Plectropomus, commonly known as the coral groupers, is a genus of marine ray-finned fish, groupers from the subfamily Epinephelinae, part of the family Serranidae, which also includes the anthias and sea basses. They are found in the Indo-Pacific region.

==Habitat and biology==
The Plectropomus coral groupers are ecologically similar to the species in the genera Cephalopholis and Mycteroperca, the latter being regarded as the Atlantic and eastern Pacific equivalents of the coral groupers. They are large groupers, with some species attaining total lengths of at least 1 m, They prefer shallow tropical and subtropical waters where there are coral reefs and are less sedentary than the groupers in the genera Epinephelus and Cephalopholis. They are predatory species, preying largely on fish.

==Distribution==
Plectropomus coral groupers are confined to the Indo-Pacific region where they are found from the Red Sea and the east coast of Africa as far south as South Africa and east into the Western Pacific Ocean as far as Polynesia, north to Japan and south to Australia.

==Utilization==
Plectropomus coral groupers are very important to artisanal fisheries wherever they are found and they are caught using hook and line by spear fishing and trapping, however they are a frequent cause of Ciguatera poisoning among consumers of their flesh.

==Species==
The following eight species are classified within the genus Plectropomus:

| Image | Scientific name | Common name | Distribution |
|---|---|---|---|
|  | Plectropomus areolatus (Rüppell, 1830) | squaretail coral grouper | Indo-Pacific: Red Sea to the Phoenix Islands and Samoa, north to Ryukyu Islands, south to Australia. |
|  | Plectropomus laevis (Lacepède, 1801) | black-saddled coral grouper | Indo-Pacific, from East Africa (Kenya, Mozambique) to the central and southern Pacific, eastward to the Tuamotu Island, north to the Ryukyu Islands, south to Australia, Indian Ocean and islands of western and central Pacific |
|  | Plectropomus leopardus (Lacepède, 1802) | leopard coral grouper | western Pacific Ocean |
|  | Plectropomus maculatus (Bloch, 1790) | spotted coral grouper | Western Pacific: Thailand, Singapore, Philippines, Indonesia, Papua New Guinea, the Arafura Sea (Ref. 9819), Solomon Islands, and Australia |
|  | Plectropomus oligacanthus (Bleeker, 1854) | highfin coral grouper | Indo-West Pacific: Philippines, Indonesia, New Guinea, northeastern Australia (Cape York to northern Great Barrier Reef) Belau, Truk, Caroline Islands, Marshall Islands, and the Solomon Islands. |
|  | Plectropomus pessuliferus (Fowler, 1904) | roving coral grouper | Indo-Pacific, from the Red Sea to Fiji (Djibouti, Egypt, Eritrea, Indonesia (Bali, Java and Sumatra), Israel, Jordan, Mozambique, Saudi Arabia, Sudan, Tanzania, Tonga, Zanzibar, Maldives, Laccadives, St.

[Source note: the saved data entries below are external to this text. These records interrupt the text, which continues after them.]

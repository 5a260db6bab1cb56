// crates/scanguard-engine/src/error.rs
//
// Error manager: the pluggable reporting interface a session calls into.
// Modelled on libjpeg's `jpeg_error_mgr`: a table of entry points plus the
// diagnostic state of the most recent message.

use thiserror::Error;

use crate::session::{Decompress, GlobalState};

/// Fatal error entry point. Must never return control to the engine.
pub type ErrorExitFn = fn(&mut Decompress<'_>);
/// Warning (`level < 0`) and trace (`level > 0`) entry point.
pub type EmitMessageFn = fn(&mut Decompress<'_>, i32);
/// Writes the formatted current message somewhere useful.
pub type OutputMessageFn = fn(&mut Decompress<'_>);
/// Clears per-image diagnostic state.
pub type ResetFn = fn(&mut Decompress<'_>);

/// Messages the engine raises through its error manager.
#[derive(Error, Debug, Clone, Copy, PartialEq, Eq)]
pub enum Message {
    #[error("no data source was supplied")]
    NoSource,

    #[error("empty input stream")]
    EmptyInput,

    #[error("not a QOI stream (starts with {found:02x?})")]
    BadMagic { found: [u8; 4] },

    #[error("premature end of header ({available} of 14 bytes)")]
    TruncatedHeader { available: usize },

    #[error("unsupported channel count {0}")]
    BadChannels(u8),

    #[error("unsupported colorspace tag {0}")]
    BadColorSpace(u8),

    #[error("image of {width}x{height} exceeds the pixel limit")]
    ImageTooLarge { width: u32, height: u32 },

    #[error("stream contains no image")]
    NoImage,

    #[error("improper call in engine state {0}")]
    BadState(GlobalState),

    #[error("output buffer of {len} bytes cannot hold a {stride}-byte row")]
    BufferTooSmall { len: usize, stride: usize },

    #[error("premature end of data at scanline {row}")]
    TruncatedData { row: u32 },

    #[error("application transferred too few scanlines ({read} of {height})")]
    TooLittleData { read: u32, height: u32 },

    #[error("injected fault")]
    InjectedFault,

    #[error("end marker missing")]
    MissingEndMarker,

    #[error("{0} extraneous bytes after end marker")]
    ExtraneousData(usize),

    #[error("application asked for more scanlines than the image has")]
    TooMuchData,
}

impl Message {
    /// Warnings are emitted through `emit_message`; everything else goes
    /// through `error_exit`.
    pub fn is_warning(&self) -> bool {
        matches!(
            self,
            Message::MissingEndMarker | Message::ExtraneousData(_) | Message::TooMuchData
        )
    }
}

/// The error reporting interface bound to a [`Decompress`] session.
///
/// The table is `Copy` so a caller can take a snapshot of it, override some
/// entry points, and bind the copy in place of the original.
#[derive(Debug, Clone, Copy)]
pub struct ErrorMgr {
    pub error_exit: ErrorExitFn,
    pub emit_message: EmitMessageFn,
    pub output_message: OutputMessageFn,
    pub reset_error_mgr: ResetFn,
    /// Most recent message raised by the engine.
    pub msg_code: Option<Message>,
    /// Trace messages at or below this level are output.
    pub trace_level: i32,
    /// Number of warnings seen for the current image.
    pub num_warnings: u32,
}

impl ErrorMgr {
    /// Standard handlers: fatal errors print the message and terminate the
    /// process with a failure status.
    pub fn std() -> Self {
        ErrorMgr {
            error_exit: std_error_exit,
            emit_message: std_emit_message,
            output_message: std_output_message,
            reset_error_mgr: std_reset_error_mgr,
            msg_code: None,
            trace_level: 0,
            num_warnings: 0,
        }
    }

    /// Standard handlers, except that `error_exit` only outputs the message
    /// and then returns.
    ///
    /// A returning `error_exit` breaks the engine's contract, so this table is
    /// only useful behind something that diverts control after the handler
    /// runs (see the `scanguard` boundary). Used bare, the engine aborts.
    pub fn diagnostic() -> Self {
        ErrorMgr {
            error_exit: diagnostic_error_exit,
            ..ErrorMgr::std()
        }
    }

    /// Format the current message.
    pub fn format_message(&self) -> String {
        match &self.msg_code {
            Some(msg) => msg.to_string(),
            None => "no error message recorded".to_string(),
        }
    }
}

impl Default for ErrorMgr {
    fn default() -> Self {
        ErrorMgr::std()
    }
}

fn std_error_exit(session: &mut Decompress<'_>) {
    let output = session.reporter().output_message;
    output(session);
    session.abort();
    std::process::exit(1);
}

fn diagnostic_error_exit(session: &mut Decompress<'_>) {
    let output = session.reporter().output_message;
    output(session);
}

fn std_emit_message(session: &mut Decompress<'_>, level: i32) {
    let err = *session.reporter();
    if level < 0 {
        // Only the first warning is shown unless tracing is turned up.
        if err.num_warnings == 0 || err.trace_level >= 3 {
            (err.output_message)(session);
        }
        session.reporter_mut().num_warnings += 1;
    } else if err.trace_level >= level {
        (err.output_message)(session);
    }
}

fn std_output_message(session: &mut Decompress<'_>) {
    let text = session.reporter().format_message();
    eprintln!("scanguard-engine: {}", text);
}

fn std_reset_error_mgr(session: &mut Decompress<'_>) {
    let err = session.reporter_mut();
    err.msg_code = None;
    err.num_warnings = 0;
}
// src/commands/mod.rs
pub mod common;
pub mod decode;
pub mod inspect;
pub mod version;
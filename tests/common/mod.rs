//! QOI fixtures shared by the integration tests.
#![allow(dead_code, unused_imports)]

pub use scanguard_engine::testing::{Rgba, checker, encode, gradient, rgba_bytes};

/// A valid 4x3 RGBA stream.
pub fn small_image() -> Vec<u8> {
    encode(4, 3, 4, &checker(4, 3))
}

/// Stream whose chunk data stops partway through row `row`.
pub fn truncated_at_row(width: u32, height: u32, row: u32) -> Vec<u8> {
    // Distinct pixels with alternating alpha encode as 5-byte RGBA chunks.
    let pixels: Vec<Rgba> = (0..width * height)
        .map(|i| [i as u8, 0x80, (i >> 8) as u8, 0x7f + (i % 2) as u8])
        .collect();
    let mut data = encode(width, height, 4, &pixels);
    data.truncate(14 + (row * width) as usize * 5 + 2);
    data
}

/// The first `n` bytes of a valid header.
pub fn truncated_header(n: usize) -> Vec<u8> {
    small_image()[..n].to_vec()
}
// src/commands/inspect.rs

use std::path::Path;
use std::process::ExitCode;

use scanguard_engine::FileColorSpace;

use super::common::{TermColors, read_image, report_error};
use crate::boundary::Boundary;
use crate::cli::{ColorMode, expand_paths};
use crate::crash;
use crate::decoder::{DecodeOptions, Decoder, ImageInfo};
use crate::errors::DecodeError;

/// Print header information for every image matched by `patterns`.
pub fn inspect_files(patterns: &[String], boundary: Boundary, color_mode: ColorMode) -> ExitCode {
    let files = match expand_paths(patterns) {
        Ok(f) => f,
        Err(e) => {
            eprintln!("error: {}", e);
            return ExitCode::FAILURE;
        }
    };

    if files.is_empty() {
        eprintln!("error: no .qoi files found");
        return ExitCode::FAILURE;
    }

    let decoder = Decoder::new(boundary, DecodeOptions::default());
    let colors = TermColors::with_mode(color_mode);
    let mut failed = 0usize;

    for path in &files {
        match inspect_single_file(path, &decoder) {
            Ok(info) => println!("{}", describe(path, &info, &colors)),
            Err(err) => {
                failed += 1;
                report_error(path, &err, color_mode);
            }
        }
    }

    if files.len() > 1 {
        println!("\n{}", summary(files.len(), failed, &colors));
    }

    if failed > 0 {
        ExitCode::FAILURE
    } else {
        ExitCode::SUCCESS
    }
}

fn inspect_single_file(path: &Path, decoder: &Decoder) -> Result<ImageInfo, DecodeError> {
    let _ctx = crash::enter(&format!("inspecting {}", path.display()));
    let data = read_image(path)?;
    decoder.read_info(&data)
}

fn describe(path: &Path, info: &ImageInfo, colors: &TermColors) -> String {
    let transfer = match info.color_space {
        FileColorSpace::Srgb => "srgb",
        FileColorSpace::Linear => "linear",
    };
    let layout = if info.channels == 4 { "rgba" } else { "rgb" };
    let empty = if info.has_image { "" } else { " (empty)" };
    format!(
        "{}{}{}: {}x{} {} {}{}",
        colors.green(),
        path.display(),
        colors.reset(),
        info.width,
        info.height,
        layout,
        transfer,
        empty
    )
}

fn summary(inspected: usize, failed: usize, colors: &TermColors) -> String {
    let failed_color = if failed > 0 { colors.red() } else { colors.dim() };
    format!(
        "{}{} inspected, {}{}{} failed{}",
        colors.dim(),
        inspected,
        colors.reset(),
        failed_color,
        failed,
        colors.reset()
    )
}
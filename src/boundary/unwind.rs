// src/boundary/unwind.rs
//
// Unwind strategy: the shadow's `error_exit` raises a tagged unwind and the
// boundary catches it on the same stack.

use std::panic::{self, AssertUnwindSafe};

use scanguard_engine::Decompress;

use super::Outcome;
use super::guard::BindingGuard;
use super::shadow::{Resumption, ShadowReporter};

pub(super) fn protect<'r, R, F>(session: &mut Decompress<'r>, op: F) -> Outcome<R>
where
    F: FnOnce(&mut Decompress<'r>) -> R,
{
    let mut shadow = ShadowReporter::for_session(session);
    let token = shadow.arm_unwind();

    let mut guard = BindingGuard::install(session, &mut shadow);
    let result = panic::catch_unwind(AssertUnwindSafe(|| op(guard.session())));
    drop(guard);

    match result {
        Ok(value) => Outcome::Success(value),
        Err(payload) => match payload.downcast::<Resumption>() {
            Ok(resumption) if resumption.token == token => Outcome::Failure,
            // Another boundary further up owns this one.
            Ok(resumption) => panic::resume_unwind(resumption),
            Err(payload) => panic::resume_unwind(payload),
        },
    }
}
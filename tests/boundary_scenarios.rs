//! The boundary against a real engine session, for both strategies.

mod common;

use std::cell::Cell;
use std::panic::{self, AssertUnwindSafe};

use scanguard::boundary::{self, Boundary, Outcome, Strategy};
use scanguard_engine::{ColorSpace, Decompress, ErrorMgr, FaultPoint, GlobalState, Message};

use common::{checker, encode, rgba_bytes, small_image, truncated_header};

thread_local! {
    static EXITS: Cell<u32> = const { Cell::new(0) };
}

/// Counts invocations and returns, like a diagnostic-only handler.
fn counting_exit(_session: &mut Decompress<'_>) {
    EXITS.with(|n| n.set(n.get() + 1));
}

fn quiet_output(_session: &mut Decompress<'_>) {}

fn counting_reporter() -> ErrorMgr {
    EXITS.with(|n| n.set(0));
    ErrorMgr {
        error_exit: counting_exit,
        output_message: quiet_output,
        ..ErrorMgr::diagnostic()
    }
}

fn exits() -> u32 {
    EXITS.with(Cell::get)
}

fn boundaries() -> [Boundary; 2] {
    [
        Boundary::new(Strategy::Unwind),
        Boundary::new(Strategy::Fiber {
            stack_size: 256 * 1024,
        }),
    ]
}

#[test]
fn scenario_a_truncated_header_then_fresh_session() {
    let truncated = truncated_header(9);
    let valid = small_image();

    for boundary in boundaries() {
        let mut err = counting_reporter();
        let mut session = Decompress::new(&mut err);
        session.set_source(&truncated);
        assert!(!boundary.try_read_header(&mut session, true));
        drop(session);
        assert_eq!(err.msg_code, Some(Message::TruncatedHeader { available: 9 }));

        let mut fresh_err = counting_reporter();
        let mut fresh = Decompress::new(&mut fresh_err);
        fresh.set_source(&valid);
        assert!(boundary.try_read_header(&mut fresh, true));
        assert_eq!(fresh.global_state(), GlobalState::Ready);
    }
}

#[test]
fn scenario_b_header_start_and_one_row() {
    let pixels = checker(4, 3);
    let data = encode(4, 3, 4, &pixels);

    for boundary in boundaries() {
        let mut err = counting_reporter();
        let mut session = Decompress::new(&mut err);
        session.set_source(&data);

        assert!(boundary.try_read_header(&mut session, true));
        assert!(boundary.try_start_decompress(&mut session));

        let mut row = vec![0u8; session.row_stride()];
        assert!(boundary.try_read_scanlines(&mut session, &mut row, 1));
        assert_eq!(session.output_scanline, 1);
        assert_eq!(row, rgba_bytes(&pixels[..4]));
        assert_eq!(exits(), 0);
    }
}

#[test]
fn scenario_c_injected_scanline_fault() {
    let data = small_image();

    for boundary in boundaries() {
        let mut err = counting_reporter();
        let mut session = Decompress::new(&mut err);
        let binding = session.error_binding();
        session.set_source(&data);
        session.inject_fault(FaultPoint::Scanline(1));

        assert!(boundary.try_read_header(&mut session, true));
        assert!(boundary.try_start_decompress(&mut session));
        let mut row = vec![0u8; session.row_stride()];
        assert!(boundary.try_read_scanlines(&mut session, &mut row, 1));
        assert!(!boundary.try_read_scanlines(&mut session, &mut row, 1));
        assert_eq!(session.error_binding(), binding);
        assert_eq!(session.reporter().msg_code, Some(Message::InjectedFault));
        drop(session);
        assert_eq!(exits(), 1);

        // An unrelated session is unaffected.
        let mut other_err = counting_reporter();
        let mut other = Decompress::new(&mut other_err);
        other.set_source(&data);
        assert!(boundary.try_read_header(&mut other, true));
        assert!(boundary.try_start_decompress(&mut other));
        let mut rows = vec![0u8; other.row_stride() * 3];
        assert!(boundary.try_read_scanlines(&mut other, &mut rows, 3));
        assert!(boundary.try_finish_decompress(&mut other));
        assert_eq!(exits(), 0);
    }
}

#[test]
fn binding_is_restored_on_both_paths() {
    let valid = small_image();
    let bad = b"qoif\x00\x00\x00\x01\x00\x00\x00\x01\x05\x00".to_vec();

    for boundary in boundaries() {
        let mut err = counting_reporter();
        let original_exit = err.error_exit;
        let mut session = Decompress::new(&mut err);
        let binding = session.error_binding();

        session.set_source(&bad);
        assert!(!boundary.try_read_header(&mut session, true));
        assert_eq!(session.error_binding(), binding);
        assert!(std::ptr::fn_addr_eq(session.reporter().error_exit, original_exit));
        assert_eq!(session.reporter().msg_code, Some(Message::BadChannels(5)));

        session.set_source(&valid);
        assert!(boundary.try_read_header(&mut session, true));
        assert_eq!(session.error_binding(), binding);
        assert!(std::ptr::fn_addr_eq(session.reporter().error_exit, original_exit));
    }
}

#[test]
fn original_error_exit_runs_once_per_failure() {
    let data = small_image();

    for boundary in boundaries() {
        let mut err = counting_reporter();
        let mut session = Decompress::new(&mut err);

        // No source yet.
        assert!(!boundary.try_read_header(&mut session, true));
        assert_eq!(exits(), 1);

        session.set_source(&data);
        assert!(boundary.try_read_header(&mut session, true));
        assert_eq!(exits(), 1);

        // Finishing before any row was read.
        assert!(boundary.try_start_decompress(&mut session));
        assert!(!boundary.try_finish_decompress(&mut session));
        assert_eq!(exits(), 2);
        assert_eq!(
            session.reporter().msg_code,
            Some(Message::TooLittleData { read: 0, height: 3 })
        );
    }
}

#[test]
fn repeated_calls_after_failure_start_clean() {
    for boundary in boundaries() {
        let mut err = counting_reporter();
        let mut session = Decompress::new(&mut err);
        let binding = session.error_binding();

        for attempt in 1..=3 {
            assert!(!boundary.try_start_decompress(&mut session));
            assert_eq!(session.error_binding(), binding);
            assert_eq!(exits(), attempt);
            assert_eq!(
                session.reporter().msg_code,
                Some(Message::BadState(GlobalState::Start))
            );
        }
    }
}

#[test]
fn success_keeps_the_operation_side_effects() {
    let data = small_image();

    for boundary in boundaries() {
        let mut err = counting_reporter();
        let mut session = Decompress::new(&mut err);
        session.set_source(&data);

        let outcome = boundary.protect(&mut session, |s| {
            s.read_header(true);
            s.out_color_space = ColorSpace::Grayscale;
            s.start_decompress();
            s.output_components
        });
        assert_eq!(outcome, Outcome::Success(1));
        assert_eq!(session.global_state(), GlobalState::Scanning);
        assert_eq!(session.row_stride(), 4);
    }
}

#[test]
fn foreign_panics_propagate_after_restoring_the_binding() {
    for boundary in boundaries() {
        let mut err = counting_reporter();
        let mut session = Decompress::new(&mut err);
        let binding = session.error_binding();

        let result = panic::catch_unwind(AssertUnwindSafe(|| {
            boundary.protect(&mut session, |_| -> () { panic!("caller bug") })
        }));
        let payload = result.unwrap_err();
        assert_eq!(payload.downcast_ref::<&str>(), Some(&"caller bug"));
        assert_eq!(session.error_binding(), binding);
        assert_eq!(exits(), 0);
    }
}

#[test]
fn nested_boundaries_on_two_sessions() {
    let valid = small_image();
    let truncated = truncated_header(6);

    for outer in boundaries() {
        for inner in boundaries() {
            let mut outer_err = counting_reporter();
            let mut inner_err = ErrorMgr {
                output_message: quiet_output,
                ..ErrorMgr::diagnostic()
            };
            let mut outer_session = Decompress::new(&mut outer_err);
            let mut inner_session = Decompress::new(&mut inner_err);
            outer_session.set_source(&valid);
            inner_session.set_source(&truncated);
            let outer_binding = outer_session.error_binding();
            let inner_binding = inner_session.error_binding();

            // Inner failure is absorbed by the inner boundary.
            let outcome = outer.protect(&mut outer_session, |s| {
                let inner_ok = inner.try_read_header(&mut inner_session, true);
                s.read_header(true);
                inner_ok
            });
            assert_eq!(outcome, Outcome::Success(false));
            assert_eq!(inner_session.error_binding(), inner_binding);

            // Outer failure after an inner success.
            inner_session.set_source(&valid);
            let outcome = outer.protect(&mut outer_session, |s| {
                assert!(inner.try_read_header(&mut inner_session, true));
                s.finish_decompress();
            });
            assert_eq!(outcome, Outcome::Failure);
            assert_eq!(outer_session.error_binding(), outer_binding);
            assert_eq!(inner_session.error_binding(), inner_binding);
            assert_eq!(exits(), 1);
        }
    }
}

#[test]
fn outer_failure_inside_an_inner_boundary() {
    let valid = small_image();

    for outer in boundaries() {
        for inner in boundaries() {
            let mut outer_err = counting_reporter();
            let mut inner_err = ErrorMgr {
                output_message: quiet_output,
                ..ErrorMgr::diagnostic()
            };
            let mut outer_session = Decompress::new(&mut outer_err);
            let mut inner_session = Decompress::new(&mut inner_err);
            let outer_binding = outer_session.error_binding();
            let inner_binding = inner_session.error_binding();

            // The outer session has no source, so its fault fires while the
            // inner boundary is still active.
            let outcome = outer.protect(&mut outer_session, |s| {
                let _ = inner.protect(&mut inner_session, |_| s.read_header(true));
            });
            assert_eq!(outcome, Outcome::Failure, "{outer:?}/{inner:?}");
            assert_eq!(outer_session.error_binding(), outer_binding, "{outer:?}/{inner:?}");
            assert_eq!(inner_session.error_binding(), inner_binding, "{outer:?}/{inner:?}");
            assert_eq!(exits(), 1);

            // The inner session is still usable afterwards.
            inner_session.set_source(&valid);
            assert!(inner.try_read_header(&mut inner_session, true));
            assert_eq!(inner_session.global_state(), GlobalState::Ready);
        }
    }
}

#[test]
fn failure_drops_values_owned_by_the_operation() {
    struct Tracked;
    impl Drop for Tracked {
        fn drop(&mut self) {
            DROPS.with(|n| n.set(n.get() + 1));
        }
    }
    thread_local! {
        static DROPS: Cell<u32> = const { Cell::new(0) };
    }

    for boundary in boundaries() {
        DROPS.with(|n| n.set(0));
        let mut err = counting_reporter();
        let mut session = Decompress::new(&mut err);

        let tracked = Tracked;
        let outcome = boundary.protect(&mut session, move |s| {
            let _held = tracked;
            s.read_header(true);
        });
        assert_eq!(outcome, Outcome::Failure);
        assert_eq!(DROPS.with(Cell::get), 1, "{boundary:?}");
    }
}

#[test]
fn nested_boundaries_on_one_session() {
    let data = small_image();

    for outer in boundaries() {
        for inner in boundaries() {
            let mut err = counting_reporter();
            let mut session = Decompress::new(&mut err);
            let binding = session.error_binding();
            session.set_source(&data);

            let outcome = outer.protect(&mut session, |s| {
                // Starting before the header is read fails inside.
                let started = inner.try_start_decompress(s);
                s.read_header(true);
                started
            });
            assert_eq!(outcome, Outcome::Success(false));
            assert_eq!(session.error_binding(), binding);
            assert_eq!(session.global_state(), GlobalState::Ready);
            drop(session);
            assert_eq!(exits(), 1);
            assert_eq!(err.msg_code, Some(Message::BadState(GlobalState::Start)));
        }
    }
}

#[test]
fn warnings_pass_through_to_the_original_reporter() {
    let mut data = small_image();
    data.extend_from_slice(b"tail");

    for boundary in boundaries() {
        let mut err = counting_reporter();
        let mut session = Decompress::new(&mut err);
        session.set_source(&data);
        assert!(boundary.try_read_header(&mut session, true));
        assert!(boundary.try_start_decompress(&mut session));
        let mut rows = vec![0u8; session.row_stride() * 3];
        assert!(boundary.try_read_scanlines(&mut session, &mut rows, 3));
        assert!(boundary.try_finish_decompress(&mut session));
        drop(session);

        assert_eq!(err.msg_code, Some(Message::ExtraneousData(4)));
        assert_eq!(err.num_warnings, 1);
        assert_eq!(exits(), 0);
    }
}

#[test]
fn free_functions_use_the_default_boundary() {
    let data = small_image();
    let mut err = counting_reporter();
    let mut session = Decompress::new(&mut err);

    assert!(!boundary::try_read_header(&mut session, true));
    session.set_source(&data);
    assert!(boundary::try_read_header(&mut session, true));
    assert!(boundary::try_start_decompress(&mut session));
    let mut rows = vec![0u8; session.row_stride() * 3];
    assert!(boundary::try_read_scanlines(&mut session, &mut rows, 3));
    assert!(boundary::try_finish_decompress(&mut session));
    assert_eq!(exits(), 1);
}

Brandon's Shoals, Sri Lanka, Chagos, Nazareth Bank, and Fiji) |
|  | Plectropomus punctatus (Quoy & Gaimard, 1824) | marbled coral grouper | Western Indian Ocean: Kenya to South Africa, Comoros, Madagascar, Aldabra, Seychelles, Mauritius, St. Brandon's Shoals, Nazareth Bank, and the Chagos Archipelago. Unknown from the Red Sea, Persian Gulf, and the Asian coast from Arabia to India. |

Other authorities recognise Plectropomus marisrubri, which Fishbase treats as a synonym of P. pessuliferus, as a valid species., while others as treat it as a subspecies of P. pessuliferus, P.p. maristrubri.